Only the director Manny shows some resolve in the end - when Myrtle shows
up late and extremely drunk for the opening night, Manny forces her regardless
to crawl to her dressing room and prepare for the night's performance.
If Myrtle is to redeem herself, she will have to do so in front of a live
audience, where she must face down her personal demons or fail and bring her
acting career to a crashing halt.
In
her own way, Rowland's Myrtle, like her Mabel from A Woman Under the Influence, is mad. She clearly cannot differentiate between reality and stage,
life versus art. “I seem to have
lost the reality of…reality,” she confesses at one point. Myrtle is like a Method actress who has taken her craft too
far and can no longer distinguish between her true self and her stage role.
Alcoholism may be at the root of her mid-life crisis, but it has spawned
a great many more problems, too.
The
film ends with an extended sequence that covers, appropriately enough, the
play’s opening night on Broadway. Myrtle’s
problems have by now bubbled to the surface, and the success or failure of the
play now rests entirely on her ability to overcome her insecurities and to
produce a meaningful performance.
Whether
or not Myrtle succeeds is in the eye of the beholder. Myrtle does manage an passable performance, but is it a
performance that has remained true to the spirit of the play's original intent
or to Myrtle's own manipulations? For
that matter, has Myrtle resolved anything by the film's conclusion, or has she
succumbed to her own insecurities? In
the final equation, perhaps the conclusion to Opening Night touches upon a very familiar theme in Cassavetes'
works - that everyone wears a mask and that all outwardly emotions are not
always as they seem.
Video
****
Opening
Night is
presented in a widescreen format with a 1.85:1 aspect ratio and appears quite
marvelous. Colors are crisp with
good details, and contrast levels are strong.

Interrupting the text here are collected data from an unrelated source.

//! Graphlink Infrastructure - Adapters and implementations
//!
//! This crate provides concrete implementations of the ports
//! defined in the application layer, plus [`GraphClientBuilder`] to wire
//! them into a ready-to-use client.

pub mod adapters;
pub mod auth;
pub mod builder;
pub mod errors;
pub mod http;
pub mod serialization;

pub use adapters::ReqwestTransport;
pub use auth::HmacSha256Proof;
pub use builder::GraphClientBuilder;
pub use errors::GraphErrorParser;
pub use http::{file_attachment, file_attachment_named};
pub use serialization::JsonDecoder;

/// A client wired with the default adapters.
pub type DefaultGraphClient = graphlink_application::GraphClient<JsonDecoder>;
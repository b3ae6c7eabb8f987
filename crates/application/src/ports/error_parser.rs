//! Error detail parser port

use graphlink_domain::GraphError;

/// Recognizes structured error payloads in failed responses.
pub trait ErrorDetailParser: Send + Sync {
    /// Parses a response body returned with `status`.
    ///
    /// Returns `None` when the body is not a recognized error document.
    fn parse(&self, body: &str, status: u16) -> Option<GraphError>;
}
//! JSON encoding and decoding of wire documents.
//!
//! Remote documents use `snake_case` field names, which serde's default
//! field naming already matches, so no renaming strategy is applied.

mod json;

pub use json::JsonDecoder;
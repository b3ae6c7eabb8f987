//! Attachments streamed from files.

use std::path::Path;

use tokio_util::io::ReaderStream;

use graphlink_domain::{Attachment, GraphError, GraphResult};

/// Opens a file as an attachment.
///
/// The filename is taken from the path and the content type is guessed
/// from its extension, falling back to `application/octet-stream`. The
/// file is read while the request is sent, not up front.
///
/// # Errors
///
/// Returns `InvalidArgument` if the file cannot be opened or has no
/// usable file name.
pub async fn file_attachment(path: impl AsRef<Path>) -> GraphResult<Attachment> {
    let path = path.as_ref();
    let filename = path
        .file_name()
        .and_then(|n| n.to_str())
        .ok_or_else(|| {
            GraphError::invalid_argument(format!("{} has no file name", path.display()))
        })?
        .to_string();
    file_attachment_named(path, filename).await
}

/// Opens a file as an attachment sent under a different filename.
///
/// # Errors
///
/// Returns `InvalidArgument` if the file cannot be opened or `filename`
/// is blank.
pub async fn file_attachment_named(
    path: impl AsRef<Path>,
    filename: impl Into<String>,
) -> GraphResult<Attachment> {
    let path = path.as_ref();
    let file = tokio::fs::File::open(path).await.map_err(|e| {
        GraphError::invalid_argument(format!("cannot open {}: {e}", path.display()))
    })?;

    let content_type = mime_guess::from_path(path)
        .first_or_octet_stream()
        .to_string();

    Attachment::from_stream(filename, content_type, ReaderStream::new(file))
}

#[cfg(test)]
#[allow(clippy::unwrap_used)]
mod tests {
    use super::*;
    use futures::TryStreamExt;
    use pretty_assertions::assert_eq;
    use std::io::Write;

    #[tokio::test]
    async fn test_file_attachment_guesses_type() {
        let dir = tempfile::tempdir().unwrap();
        let path = dir.path().join("holiday.jpg");
        std::fs::File::create(&path)
            .unwrap()
            .write_all(b"JPEGDATA")
            .unwrap();

        let attachment = file_attachment(&path).await.unwrap();
        assert_eq!(attachment.filename(), "holiday.jpg");
        assert_eq!(attachment.field_name(), "holiday");
        assert_eq!(attachment.content_type(), "image/jpeg");

        let chunks: Vec<_> = attachment.into_data().try_collect().await.unwrap();
        assert_eq!(chunks.concat(), b"JPEGDATA");
    }

    #[tokio::test]
    async fn test_unknown_extension_is_octet_stream() {
        let dir = tempfile::tempdir().unwrap();
        let path = dir.path().join("blob.zzqx");
        std::fs::write(&path, [0u8, 1, 2]).unwrap();

        let attachment = file_attachment_named(&path, "upload.bin").await.unwrap();
        assert_eq!(attachment.filename(), "upload.bin");
        assert_eq!(attachment.content_type(), "application/octet-stream");
    }

    #[tokio::test]
    async fn test_missing_file() {
        let dir = tempfile::tempdir().unwrap();
        let result = file_attachment(dir.path().join("missing.png")).await;
        assert!(matches!(result, Err(GraphError::InvalidArgument(_))));
    }
}
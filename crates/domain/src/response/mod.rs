//! Response-side domain types

mod page;

pub use page::{Cursors, Page, Paging};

The print itself looks nearly pristine and benefits from a virtually
flawless transfer.
Audio
***
Opening
Night is
presented in a monophonic soundtrack. The
audio quality is not especially dynamic but functions quite adequately within
the context of this dialogue-driven film.
Features
** ½
There
are three interview pieces on this DVD. The
first interview (22 min.) is with Gena Rowlands and Ben Gazzara.
The actors discuss improvisation which occurred in Opening
Night as well as humorous anecdotes involving Joan Blondell or the theater
audience scenes or even John Cassavetes himself as a director and a person.
They reveal that the play's final scene was mostly improvised before the
large theater audience, so the laughs encountered on the soundtrack are genuine.
In
the second interview (8 min.), Al Ruban, the director of photography and
producer, talks about how he became involved with Opening Night as well as some of his frustrations during the
production. Ruban also discusses
the film's distribution difficulties (Opening
Night only ran for a couple of weeks in America and has rarely been screened
since its original release).
The
final interview is an audio-only segment between Cassavetes and Michel Ciment.
It is sub-divided into five segments which include discussions of the
play within the film, cinema vs. theater, the Gena Rowlands role, and the film's
final scene.
Lastly,
there are two trailers for Opening Night.
BONUS
TRIVIA: In a nod to another superb
backstage drama, All About Eve, Joan
Blondell’s role had been originally offered to Bette Davis.